What are the best loans to buy an existing business?
Loans to buy an existing business may differ from other types of business loans in several ways. A business acquisition loan is a specialized class of loan that focuses primarily on the cash-flow and assets of the target company.
Whether you want to expand your business, mitigate competition, or simply start a new venture, the decision to buy an existing business is frequently used by entrepreneurs and businesses alike. The acquisition of a business can open doors to new markets quickly and provide tremendous ROI compared to other investment channels. If you can’t cover the cost of acquisition or want to maintain flexible cash flow, there are several borrowing options available. In this article, we will outline the most common loans used to buy an existing business, as well as other things you may need to know about this process.
Starting the Process
Before you jump into any sort of loan application, you will want to get a thorough understanding of not only your own finances and credit, but also that of the business you plan on acquiring AND your current business. This will require a bit of work, but it will allow you to identify which loan is the best fit for you. Doing so also informs you on whether the purchase of this business is actually going to be worth it. As the borrower, it is your job to convince the lender that you are creditworthy, so it is in your best interest to do it properly.

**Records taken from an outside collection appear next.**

//! # Driven Ports (Outbound SPI)
//!
//! Interfaces the host application (or a test) must implement.

use std::net::{IpAddr, SocketAddr};
use std::time::Duration;

use async_trait::async_trait;

use crate::domain::{ModelSnapshot, ProbeError, StoreError};

/// Bounded-timeout transport connection to one endpoint.
///
/// # Thread Safety
///
/// Implementations are shared by hundreds of concurrent workers and must be
/// `Send + Sync`.
#[async_trait]
pub trait ConnectProbe: Send + Sync {
    /// Connect to `target`, giving up after `timeout`.
    ///
    /// Returns the time taken to establish the connection.
    async fn connect(&self, target: SocketAddr, timeout: Duration) -> Result<Duration, ProbeError>;
}

/// Bulk download against a benchmark endpoint served at a given address.
#[async_trait]
pub trait ThroughputProbe: Send + Sync {
    /// Download from `address` under the implementation's time budget.
    ///
    /// Returns throughput in MB/s (bytes / 2^20 / seconds).
    async fn measure(&self, address: IpAddr) -> Result<f64, ProbeError>;
}

/// Durable storage for the bandit model.
///
/// `save` must be atomic: a reader sees either the previous snapshot or the
/// new one, never a partial write.
pub trait ModelStore: Send + Sync {
    /// Load the stored snapshot. `Ok(None)` when nothing is stored yet.
    fn load(&self) -> Result<Option<ModelSnapshot>, StoreError>;

    /// Replace the stored snapshot.
    fn save(&self, snapshot: &ModelSnapshot) -> Result<(), StoreError>;
}
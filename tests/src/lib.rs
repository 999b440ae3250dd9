//! # Edge-Scout Test Suite
//!
//! ## Structure
//!
//! ```text
//! tests/
//! ├── benches/          # Generator and model throughput
//! └── src/integration/  # Multi-run and real-socket flows
//!     ├── learning_loop.rs
//!     ├── exploration.rs
//!     ├── loopback.rs
//!     └── interrupt.rs
//! ```
//!
//! ## Running Tests
//!
//! ```bash
//! cargo test -p scout-tests
//! cargo test -p scout-tests integration::loopback
//! cargo bench -p scout-tests
//! ```

pub mod integration;
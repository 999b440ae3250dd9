//! # Probe Results
//!
//! Outcome rows produced by the two probe stages, their ranking, and the
//! policy that picks the final short list from the throughput stage.

mod config;
mod result;
mod selection;

pub use config::{ProbeConfig, MAX_WORKERS};
pub use result::ProbeResult;
pub use selection::{rank_by_latency, select_final, SelectionPolicy};
//! Value objects shared across the domain.

use std::fmt;
use std::net::{IpAddr, Ipv4Addr};
use std::str::FromStr;

/// Address family of a range or candidate.
#[derive(Debug, Clone, Copy, PartialEq, Eq, Hash)]
pub enum AddressFamily {
    /// IPv4
    V4,
    /// IPv6
    V6,
}

impl AddressFamily {
    /// Family of a concrete address.
    pub fn of(addr: &IpAddr) -> Self {
        match addr {
            IpAddr::V4(_) => Self::V4,
            IpAddr::V6(_) => Self::V6,
        }
    }
}

impl fmt::Display for AddressFamily {
    fn fmt(&self, f: &mut fmt::Formatter<'_>) -> fmt::Result {
        match self {
            Self::V4 => write!(f, "IPv4"),
            Self::V6 => write!(f, "IPv6"),
        }
    }
}

/// Identifier of a bandit arm: the base address of an IPv4 /24 network.
///
/// Rendered as a dotted quad ending in `.0`, which is also the key used in
/// the persisted model.
#[derive(Debug, Clone, Copy, PartialEq, Eq, Hash, PartialOrd, Ord)]
pub struct GroupId(Ipv4Addr);

impl GroupId {
    /// Group containing an IPv4 address.
    pub fn of_v4(addr: Ipv4Addr) -> Self {
        Self(Ipv4Addr::from(u32::from(addr) & 0xFFFF_FF00))
    }

    /// Group containing an address. IPv6 addresses have no group.
    pub fn of(addr: &IpAddr) -> Option<Self> {
        match addr {
            IpAddr::V4(v4) => Some(Self::of_v4(*v4)),
            IpAddr::V6(_) => None,
        }
    }

    /// Base address of the /24.
    pub fn base(&self) -> Ipv4Addr {
        self.0
    }
}

impl fmt::Display for GroupId {
    fn fmt(&self, f: &mut fmt::Formatter<'_>) -> fmt::Result {
        write!(f, "{}", self.0)
    }
}

impl FromStr for GroupId {
    type Err = std::net::AddrParseError;

    /// Parses any IPv4 address and normalizes it to its /24 base.
    fn from_str(s: &str) -> Result<Self, Self::Err> {
        s.trim().parse::<Ipv4Addr>().map(Self::of_v4)
    }
}
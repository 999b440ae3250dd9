//! # Bandit Model (UCB1 over /24 groups)
//!
//! Persistent scoring state that decides where the probe budget goes.
//!
//! ## Scoring
//!
//! - Unexplored groups (absent, or `count < 0.1`) score a sentinel that beats
//!   any explored group, so they are always tried first.
//! - Explored groups score `avg_reward + sqrt(2 ln(max(N, 1)) / n)`.
//!
//! ## Learning
//!
//! - Every probe outcome is reduced to a reward in `[0, 1]` (latency worth
//!   0.3, throughput worth 0.7).
//! - A bad outcome against an established good group is dampened to weight
//!   0.2 so one flaky probe cannot sink it.
//! - At the end of a run all weights decay by `decay_rate` and stale,
//!   low-value groups are pruned before the model is persisted.

mod config;
mod model;
mod record;
mod reward;
mod snapshot;

pub use config::BanditConfig;
pub use model::BanditModel;
pub use record::GroupRecord;
pub use reward::RewardConfig;
pub use snapshot::{ModelSnapshot, MODEL_VERSION};

#[cfg(test)]
mod tests;
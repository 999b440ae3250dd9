//! Line-oriented range list parsing.

use std::net::IpAddr;
use std::str::FromStr;

use super::{Ipv4Range, Ipv6Range};
use crate::domain::{AddressFamily, ScoutError};

/// A parsed range tagged by family.
#[derive(Debug, Clone, Copy, PartialEq, Eq, Hash)]
pub enum AddressRange {
    /// IPv4 network
    V4(Ipv4Range),
    /// IPv6 network
    V6(Ipv6Range),
}

impl AddressRange {
    /// Family of the range.
    pub fn family(&self) -> AddressFamily {
        match self {
            Self::V4(_) => AddressFamily::V4,
            Self::V6(_) => AddressFamily::V6,
        }
    }

    /// The IPv4 range, if this is one.
    pub fn as_v4(&self) -> Option<Ipv4Range> {
        match self {
            Self::V4(r) => Some(*r),
            Self::V6(_) => None,
        }
    }

    /// The IPv6 range, if this is one.
    pub fn as_v6(&self) -> Option<Ipv6Range> {
        match self {
            Self::V6(r) => Some(*r),
            Self::V4(_) => None,
        }
    }
}

impl FromStr for AddressRange {
    type Err = ScoutError;

    /// Parses `addr/prefix` or a bare address (full-length prefix).
    fn from_str(s: &str) -> Result<Self, Self::Err> {
        let s = s.trim();
        let invalid = || ScoutError::InvalidRange(s.to_string());
        let (addr, prefix) = match s.split_once('/') {
            Some((addr, prefix)) => (addr, Some(prefix.parse::<u8>().map_err(|_| invalid())?)),
            None => (s, None),
        };
        match addr.parse::<IpAddr>().map_err(|_| invalid())? {
            IpAddr::V4(v4) => Ipv4Range::new(v4, prefix.unwrap_or(32)).map(Self::V4),
            IpAddr::V6(v6) => Ipv6Range::new(v6, prefix.unwrap_or(128)).map(Self::V6),
        }
    }
}

/// Parse a range list: one CIDR per line.
///
/// Blank and unparsable lines are skipped, as are ranges of the other family.
pub fn parse_range_list(text: &str, family: AddressFamily) -> Vec<AddressRange> {
    text.lines()
        .map(str::trim)
        .filter(|line| !line.is_empty())
        .filter_map(|line| line.parse::<AddressRange>().ok())
        .filter(|range| range.family() == family)
        .collect()
}
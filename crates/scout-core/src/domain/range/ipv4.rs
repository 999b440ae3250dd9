//! IPv4 CIDR ranges.

use std::fmt;
use std::net::Ipv4Addr;

use rand::Rng;

use crate::domain::{GroupId, ScoutError};

/// Prefix length of a bandit group.
pub const GROUP_PREFIX: u8 = 24;

/// An IPv4 network in CIDR form. The base never has host bits set.
#[derive(Debug, Clone, Copy, PartialEq, Eq, Hash)]
pub struct Ipv4Range {
    base: u32,
    prefix: u8,
}

impl Ipv4Range {
    /// Create a range, masking host bits off `addr`.
    pub fn new(addr: Ipv4Addr, prefix: u8) -> Result<Self, ScoutError> {
        if prefix > 32 {
            return Err(ScoutError::InvalidRange(format!("{}/{}", addr, prefix)));
        }
        Ok(Self {
            base: u32::from(addr) & mask(prefix),
            prefix,
        })
    }

    /// Network address.
    pub fn base(&self) -> Ipv4Addr {
        Ipv4Addr::from(self.base)
    }

    /// Prefix length.
    pub fn prefix(&self) -> u8 {
        self.prefix
    }

    /// Number of addresses covered, network and broadcast included.
    pub fn size(&self) -> u64 {
        1u64 << (32 - u32::from(self.prefix))
    }

    /// Number of distinct addresses `random_host` can return.
    pub fn host_count(&self) -> u64 {
        let size = self.size();
        if size > 2 {
            size - 2
        } else {
            size
        }
    }

    /// Whether `addr` lies inside this range.
    pub fn contains(&self, addr: Ipv4Addr) -> bool {
        u32::from(addr) & mask(self.prefix) == self.base
    }

    /// The bandit group this range is scored as.
    ///
    /// Ranges narrower than /24 share the id of their enclosing /24, which
    /// is the key outcomes for their addresses are recorded under.
    pub fn group_id(&self) -> GroupId {
        GroupId::of_v4(self.base())
    }

    /// Split into /24 groups. Ranges already /24 or narrower stay whole.
    pub fn groups(&self) -> impl Iterator<Item = Ipv4Range> + '_ {
        let (count, prefix) = if self.prefix < GROUP_PREFIX {
            (1u32 << (GROUP_PREFIX - self.prefix), GROUP_PREFIX)
        } else {
            (1, self.prefix)
        };
        (0..count).map(move |i| Ipv4Range {
            base: self.base + (i << (32 - u32::from(prefix))),
            prefix,
        })
    }

    /// Address at `offset` from the base. `offset` must be below `size()`.
    pub fn host(&self, offset: u64) -> Ipv4Addr {
        Ipv4Addr::from(self.base.wrapping_add(offset as u32))
    }

    /// Offsets eligible for host draws: `(first, last)` inclusive.
    ///
    /// Network and broadcast offsets are skipped when the range has more
    /// than two addresses.
    pub fn host_offsets(&self) -> (u64, u64) {
        let size = self.size();
        if size > 2 {
            (1, size - 2)
        } else {
            (0, size - 1)
        }
    }

    /// Uniformly random usable host.
    pub fn random_host<R: Rng + ?Sized>(&self, rng: &mut R) -> Ipv4Addr {
        let (first, last) = self.host_offsets();
        self.host(rng.gen_range(first..=last))
    }
}

impl fmt::Display for Ipv4Range {
    fn fmt(&self, f: &mut fmt::Formatter<'_>) -> fmt::Result {
        write!(f, "{}/{}", self.base(), self.prefix)
    }
}

fn mask(prefix: u8) -> u32 {
    if prefix == 0 {
        0
    } else {
        u32::MAX << (32 - u32::from(prefix))
    }
}
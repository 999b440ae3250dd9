//! # Runtime Configuration
//!
//! `config.json` in the work directory. Keys are snake case; missing keys
//! take their defaults.
//!
//! - A missing file is created with defaults.
//! - An unreadable, unparsable or invalid file aborts the run, unless
//!   repair is requested, in which case defaults are written over it.

use std::fs;
use std::path::Path;
use std::time::Duration;

use serde::{Deserialize, Serialize};
use thiserror::Error;
use tracing::{info, warn};

use scout_core::{BanditConfig, HttpThroughputConfig, ProbeConfig, SelectionPolicy};

/// Configuration errors.
#[derive(Debug, Clone, PartialEq, Error)]
pub enum ConfigError {
    /// Reading or writing the file failed
    #[error("config I/O error on {path}: {message}")]
    Io { path: String, message: String },
    /// The file is not valid JSON for this schema
    #[error("config parse error: {0}")]
    Parse(String),
    /// A value is out of range
    #[error("invalid config value: {0}")]
    Invalid(String),
}

/// Contents of `config.json`.
#[derive(Debug, Clone, PartialEq, Serialize, Deserialize)]
#[serde(default)]
pub struct ScoutConfig {
    /// Stage 1 worker bound
    pub threads: usize,
    /// Stage 1 connect timeout in seconds
    pub timeout: f64,
    /// Number of IPv4 candidates to generate
    pub test_count: usize,
    /// Port probed in Stage 1
    pub port: u16,
    /// How many Stage 1 survivors get a speed test
    pub speed_test_range: usize,
    /// Throughput (MB/s) that qualifies a result on its own
    pub min_speed_target: f64,
    /// Probe IPv6 ranges as well when no `--ipv6` flag is given
    pub ipv6_enabled: bool,
    /// Per-run decay applied to the bandit model
    pub decay_rate: f64,
    /// Stage 2 worker bound
    pub speed_concurrency: usize,
    /// Benchmark host name
    pub speed_host: String,
    /// Requested download size in bytes
    pub speed_bytes: u64,
}

impl Default for ScoutConfig {
    fn default() -> Self {
        Self {
            threads: 500,
            timeout: 1.0,
            test_count: 10_000,
            port: 443,
            speed_test_range: 20,
            min_speed_target: 5.0,
            ipv6_enabled: false,
            decay_rate: 0.85,
            speed_concurrency: 1,
            speed_host: "speed.cloudflare.com".to_string(),
            speed_bytes: 20 * 1024 * 1024,
        }
    }
}

impl ScoutConfig {
    /// Load `path`, creating it with defaults when missing.
    ///
    /// With `fix` set, a broken file is replaced by defaults instead of
    /// returning an error.
    pub fn load_or_init(path: &Path, fix: bool) -> Result<Self, ConfigError> {
        if !path.exists() {
            info!("[config] No config at {}, writing defaults", path.display());
            let config = Self::default();
            if let Err(e) = config.save(path) {
                warn!("[config] {}", e);
            }
            return Ok(config);
        }

        match Self::read(path) {
            Ok(config) => Ok(config),
            Err(e) if fix => {
                warn!("[config] {}; rewriting {} with defaults", e, path.display());
                let config = Self::default();
                config.save(path)?;
                Ok(config)
            }
            Err(e) => Err(e),
        }
    }

    /// Read and validate `path`.
    pub fn read(path: &Path) -> Result<Self, ConfigError> {
        let text = fs::read_to_string(path).map_err(|e| ConfigError::Io {
            path: path.display().to_string(),
            message: e.to_string(),
        })?;
        let config: Self =
            serde_json::from_str(&text).map_err(|e| ConfigError::Parse(e.to_string()))?;
        config.validate()?;
        Ok(config)
    }

    /// Write as pretty JSON.
    pub fn save(&self, path: &Path) -> Result<(), ConfigError> {
        let io_error = |e: std::io::Error| ConfigError::Io {
            path: path.display().to_string(),
            message: e.to_string(),
        };
        let text =
            serde_json::to_string_pretty(self).map_err(|e| ConfigError::Parse(e.to_string()))?;
        if let Some(parent) = path.parent() {
            if !parent.as_os_str().is_empty() {
                fs::create_dir_all(parent).map_err(io_error)?;
            }
        }
        fs::write(path, text).map_err(io_error)
    }

    /// Check value ranges.
    pub fn validate(&self) -> Result<(), ConfigError> {
        if self.threads == 0 {
            return Err(ConfigError::Invalid("threads must be at least 1".into()));
        }
        if !(self.timeout.is_finite() && self.timeout > 0.0) {
            return Err(ConfigError::Invalid("timeout must be positive".into()));
        }
        if self.test_count == 0 {
            return Err(ConfigError::Invalid("test_count must be at least 1".into()));
        }
        if self.speed_test_range == 0 {
            return Err(ConfigError::Invalid(
                "speed_test_range must be at least 1".into(),
            ));
        }
        if !(self.min_speed_target.is_finite() && self.min_speed_target >= 0.0) {
            return Err(ConfigError::Invalid(
                "min_speed_target must not be negative".into(),
            ));
        }
        if !(self.decay_rate > 0.0 && self.decay_rate < 1.0) {
            return Err(ConfigError::Invalid(
                "decay_rate must be between 0 and 1 (exclusive)".into(),
            ));
        }
        Ok(())
    }

    pub fn probe_config(&self) -> ProbeConfig {
        let defaults = ProbeConfig::default();
        ProbeConfig {
            threads: self.threads,
            connect_timeout: Duration::try_from_secs_f64(self.timeout)
                .unwrap_or(defaults.connect_timeout),
            port: self.port,
            speed_test_range: self.speed_test_range,
            speed_concurrency: self.speed_concurrency,
            selection: SelectionPolicy {
                min_speed_target: self.min_speed_target,
                ..SelectionPolicy::default()
            },
            ..defaults
        }
    }

    pub fn bandit_config(&self) -> BanditConfig {
        BanditConfig::with_decay_rate(self.decay_rate)
    }

    pub fn throughput_config(&self) -> HttpThroughputConfig {
        HttpThroughputConfig {
            host: self.speed_host.clone(),
            bytes: self.speed_bytes,
            ..HttpThroughputConfig::default()
        }
    }
}
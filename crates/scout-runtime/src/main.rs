//! # Edge-Scout
//!
//! Samples published address ranges, probes the sample, and learns which
//! /24 groups are worth probing next time.
//!
//! ## Exit codes
//!
//! - `0`: run finished, or was interrupted with Ctrl-C
//! - `1`: broken config, no ranges, or nothing to probe

use std::path::PathBuf;
use std::process::ExitCode;

use anyhow::{Context, Result};
use clap::Parser;
use tracing::{error, warn};
use tracing_subscriber::{EnvFilter, FmtSubscriber};

use scout_runtime::{Ipv6Mode, RuntimeOptions, ScoutRuntime};

#[derive(Parser, Debug)]
#[command(name = "edge-scout", version)]
#[command(about = "Find fast edge endpoints with a learning probe budget")]
struct Args {
    /// Directory holding config.json, ucb_model.json, range lists and outputs
    #[arg(short, long, default_value = ".")]
    work_dir: PathBuf,

    /// Replace a broken config.json with defaults instead of exiting
    #[arg(long, alias = "fix_conf")]
    fix_conf: bool,

    /// Probe IPv6 ranges: alongside IPv4 (`both`, the bare-flag default) or alone (`only`)
    #[arg(long, value_enum, num_args = 0..=1, default_missing_value = "both")]
    ipv6: Option<Ipv6Mode>,

    /// Seed for candidate generation
    #[arg(long)]
    seed: Option<u64>,
}

#[tokio::main]
async fn main() -> Result<ExitCode> {
    let args = Args::parse();

    let filter = EnvFilter::try_from_default_env().unwrap_or_else(|_| EnvFilter::new("info"));
    let subscriber = FmtSubscriber::builder()
        .with_env_filter(filter)
        .with_target(false)
        .finish();
    tracing::subscriber::set_global_default(subscriber)
        .context("failed to install tracing subscriber")?;

    let runtime = ScoutRuntime::new(RuntimeOptions {
        work_dir: args.work_dir,
        fix_conf: args.fix_conf,
        ipv6: args.ipv6,
        seed: args.seed,
    });

    tokio::select! {
        result = runtime.run() => match result {
            Ok(_) => Ok(ExitCode::SUCCESS),
            Err(e) => {
                error!("[runtime] {}", e);
                Ok(ExitCode::from(e.exit_code()))
            }
        },
        _ = tokio::signal::ctrl_c() => {
            warn!("[runtime] Interrupted; model file left unchanged");
            Ok(ExitCode::SUCCESS)
        }
    }
}
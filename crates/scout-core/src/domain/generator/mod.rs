//! # Candidate Generator
//!
//! Turns address ranges plus bandit scores into a concrete probe list.
//!
//! ## Policy
//!
//! 1. IPv4 ranges are expanded into /24 groups (the bandit arms).
//! 2. **Cold start** (few launches or little history): scores are ignored.
//!    Groups are shuffled and swept round-robin, one fresh host per group
//!    per sweep, until the target is met or every group is exhausted.
//! 3. **Warm**: groups are ranked by UCB score and budgeted by tier:
//!
//!    | Rank percentile | Tier    | Hosts per group |
//!    |-----------------|---------|-----------------|
//!    | top 5%          | Elite   | 5               |
//!    | 5-20%           | Good    | 3               |
//!    | 20-50%          | Normal  | 1               |
//!    | bottom 50%      | Explore | 1 with p=0.01, else 0 |
//!
//! 4. IPv6 ranges add `0.1 * target` unscored random addresses.
//! 5. The list is shuffled before it is returned.
//!
//! All randomness comes from the caller's RNG so runs can be replayed.

mod config;
mod service;
mod tiers;

pub use config::GeneratorConfig;
pub use service::{expand_groups, Allocation, BudgetPlan, CandidateGenerator, GenerationMode};
pub use tiers::{Tier, TierStats};
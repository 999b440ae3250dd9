//! IPv6 CIDR ranges. IPv6 is sampled, never grouped or scored.

use std::fmt;
use std::net::Ipv6Addr;

use rand::Rng;

use crate::domain::ScoutError;

/// Largest host offset drawn inside an IPv6 range.
pub const MAX_V6_OFFSET: u128 = 1 << 16;

/// An IPv6 network in CIDR form.
#[derive(Debug, Clone, Copy, PartialEq, Eq, Hash)]
pub struct Ipv6Range {
    base: u128,
    prefix: u8,
}

impl Ipv6Range {
    /// Create a range, masking host bits off `addr`.
    pub fn new(addr: Ipv6Addr, prefix: u8) -> Result<Self, ScoutError> {
        if prefix > 128 {
            return Err(ScoutError::InvalidRange(format!("{}/{}", addr, prefix)));
        }
        let mask = if prefix == 0 {
            0
        } else {
            u128::MAX << (128 - u32::from(prefix))
        };
        Ok(Self {
            base: u128::from(addr) & mask,
            prefix,
        })
    }

    /// Network address.
    pub fn base(&self) -> Ipv6Addr {
        Ipv6Addr::from(self.base)
    }

    /// Prefix length.
    pub fn prefix(&self) -> u8 {
        self.prefix
    }

    /// Largest offset a draw may use: `min(2^16, size - 1)`.
    pub fn max_offset(&self) -> u128 {
        let host_bits = 128 - u32::from(self.prefix);
        if host_bits >= 17 {
            MAX_V6_OFFSET
        } else {
            ((1u128 << host_bits) - 1).min(MAX_V6_OFFSET)
        }
    }

    /// Random address at offset `[1, max_offset]` from the base.
    ///
    /// A /128 only has its base address.
    pub fn random_host<R: Rng + ?Sized>(&self, rng: &mut R) -> Ipv6Addr {
        let max = self.max_offset();
        if max == 0 {
            return self.base();
        }
        Ipv6Addr::from(self.base + rng.gen_range(1..=max))
    }

    /// Whether `addr` lies inside this range.
    pub fn contains(&self, addr: Ipv6Addr) -> bool {
        Ipv6Range::new(addr, self.prefix)
            .map(|r| r.base == self.base)
            .unwrap_or(false)
    }
}

impl fmt::Display for Ipv6Range {
    fn fmt(&self, f: &mut fmt::Formatter<'_>) -> fmt::Result {
        write!(f, "{}/{}", self.base(), self.prefix)
    }
}
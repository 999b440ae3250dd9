//! Final short-list selection.

use super::result::ProbeResult;

/// Thresholds for the final short list
#[derive(Debug, Clone, PartialEq)]
pub struct SelectionPolicy {
    /// Throughput (MB/s) that qualifies a result on its own
    pub min_speed_target: f64,
    /// Backfill with non-qualifiers until the list has this many rows
    pub min_results: usize,
    /// Results below this throughput (MB/s) are never selected
    pub min_usable_speed: f64,
}

impl Default for SelectionPolicy {
    fn default() -> Self {
        Self {
            min_speed_target: 5.0,
            min_results: 5,
            min_usable_speed: 0.1,
        }
    }
}

/// Sort results into ranking order (reachable first, then fastest connect).
pub fn rank_by_latency(results: &mut [ProbeResult]) {
    results.sort_by(|a, b| a.rank_cmp(b));
}

/// Pick the final short list from speed-tested results.
///
/// Every usable result meeting `min_speed_target` is kept. If that leaves
/// fewer than `min_results`, the fastest remaining usable results fill the
/// gap. The list is ordered by throughput, fastest first.
pub fn select_final(tested: &[ProbeResult], policy: &SelectionPolicy) -> Vec<ProbeResult> {
    let mut usable: Vec<ProbeResult> = tested
        .iter()
        .filter(|r| !r.lost && r.throughput_mbps > policy.min_usable_speed)
        .copied()
        .collect();
    usable.sort_by(|a, b| b.throughput_mbps.total_cmp(&a.throughput_mbps));

    let qualified = usable
        .iter()
        .take_while(|r| r.throughput_mbps >= policy.min_speed_target)
        .count();
    let keep = qualified.max(policy.min_results.min(usable.len()));
    usable.truncate(keep);
    usable
}
//! Rank tiers of the warm-path budget.

use std::fmt;

use rand::Rng;

use super::config::GeneratorConfig;

/// Budget tier of a ranked group
#[derive(Debug, Clone, Copy, PartialEq, Eq, Hash)]
pub enum Tier {
    /// Top of the ranking
    Elite,
    /// Upper ranks
    Good,
    /// Middle ranks
    Normal,
    /// Bottom half, revived by the random draw
    Explore,
    /// Bottom half, skipped this run
    Skip,
}

impl Tier {
    /// Classify `rank` (0 = best) out of `total` groups.
    ///
    /// Bottom-half groups consume one random draw each.
    pub fn for_rank<R: Rng + ?Sized>(
        rank: usize,
        total: usize,
        config: &GeneratorConfig,
        rng: &mut R,
    ) -> Self {
        // rank < total * pct / 100, in integers
        let scaled = rank * 100;
        if scaled < total * config.elite_percent {
            Tier::Elite
        } else if scaled < total * config.good_percent {
            Tier::Good
        } else if scaled < total * config.normal_percent {
            Tier::Normal
        } else if rng.gen::<f64>() < config.revival_probability {
            Tier::Explore
        } else {
            Tier::Skip
        }
    }

    /// Hosts to draw for a group of this tier.
    pub fn quota(&self, config: &GeneratorConfig) -> usize {
        match self {
            Tier::Elite => config.elite_quota,
            Tier::Good => config.good_quota,
            Tier::Normal => config.normal_quota,
            Tier::Explore => config.revival_quota,
            Tier::Skip => 0,
        }
    }
}

/// Groups per tier in one budget plan
#[derive(Debug, Clone, Copy, Default, PartialEq, Eq)]
pub struct TierStats {
    /// Elite groups
    pub elite: usize,
    /// Good groups
    pub good: usize,
    /// Normal groups
    pub normal: usize,
    /// Revived bottom-half groups
    pub explore: usize,
}

impl TierStats {
    pub(super) fn count(&mut self, tier: Tier) {
        match tier {
            Tier::Elite => self.elite += 1,
            Tier::Good => self.good += 1,
            Tier::Normal => self.normal += 1,
            Tier::Explore => self.explore += 1,
            Tier::Skip => {}
        }
    }
}

impl fmt::Display for TierStats {
    fn fmt(&self, f: &mut fmt::Formatter<'_>) -> fmt::Result {
        write!(
            f,
            "elite[{}] good[{}] normal[{}] explore[{}]",
            self.elite, self.good, self.normal, self.explore
        )
    }
}
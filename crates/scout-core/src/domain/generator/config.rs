//! Candidate generator configuration.

/// Candidate generator configuration
#[derive(Debug, Clone, PartialEq)]
pub struct GeneratorConfig {
    /// Elite tier: ranks below this percentage of all groups
    pub elite_percent: usize,
    /// Hosts drawn per elite group
    pub elite_quota: usize,
    /// Good tier: ranks below this percentage (and not elite)
    pub good_percent: usize,
    /// Hosts drawn per good group
    pub good_quota: usize,
    /// Normal tier: ranks below this percentage (and not good)
    pub normal_percent: usize,
    /// Hosts drawn per normal group
    pub normal_quota: usize,
    /// Chance that a bottom-tier group is revived for one probe
    pub revival_probability: f64,
    /// Hosts drawn per revived group
    pub revival_quota: usize,
    /// Random draws per slot before the slot is given up
    pub slot_attempts: usize,
    /// IPv6 addresses appended, as a fraction of the target
    pub ipv6_share: f64,
}

impl Default for GeneratorConfig {
    fn default() -> Self {
        Self {
            elite_percent: 5,
            elite_quota: 5,
            good_percent: 20,
            good_quota: 3,
            normal_percent: 50,
            normal_quota: 1,
            revival_probability: 0.01,
            revival_quota: 1,
            slot_attempts: 5,
            ipv6_share: 0.1,
        }
    }
}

When it comes to personal finances, you will need to be familiar with a lot more than just your credit history. If you are a new business owner, know that this information will be even more heavily scrutinized. Here are some things you will need to provide to a lender, or at least be cognizant of:
- Personal Credit Score
- Tax Returns
- Outstanding Debts
- Cash Flows
In addition to financial information, a lender will want to know what you specifically bring to the table. Are you going to provide some benefit to the business that it did not have before? Have you worked in the industry before? There are many things a lender will want to know before providing financing, here are a few:
- Business Plan: Do you have a well thought out, actionable plan that you intend on implementing upon acquisition?
- Industry Experience
- Past Entrepreneurial Experience
- Personal (or Business) value adds
Just as important as your personal finances are the finances of BOTH the business you plan on purchasing and, if applicable, your current business. A bank or other lender will need to know how capable you and your business are of repaying debts, as well as your ability to weather tough times. Any lender will need to know, at the very least, the following:
- Business Credit Score
- Cash Flows
- Financial Statements
- Past Company Performance
- Business Tax Returns
- Balance Sheet
- Other Collateral
Other Financing Options
While you will likely need to take out some sort of loan in the end, it is prudent to evaluate other avenues first as they may provide cheaper financing. Putting up personal capital is the easiest way to provide payment. This may involve the sale of personal real estate or other assets. Having some of your own skin in the game is also the best way to signal to lenders that you are truly invested in the project.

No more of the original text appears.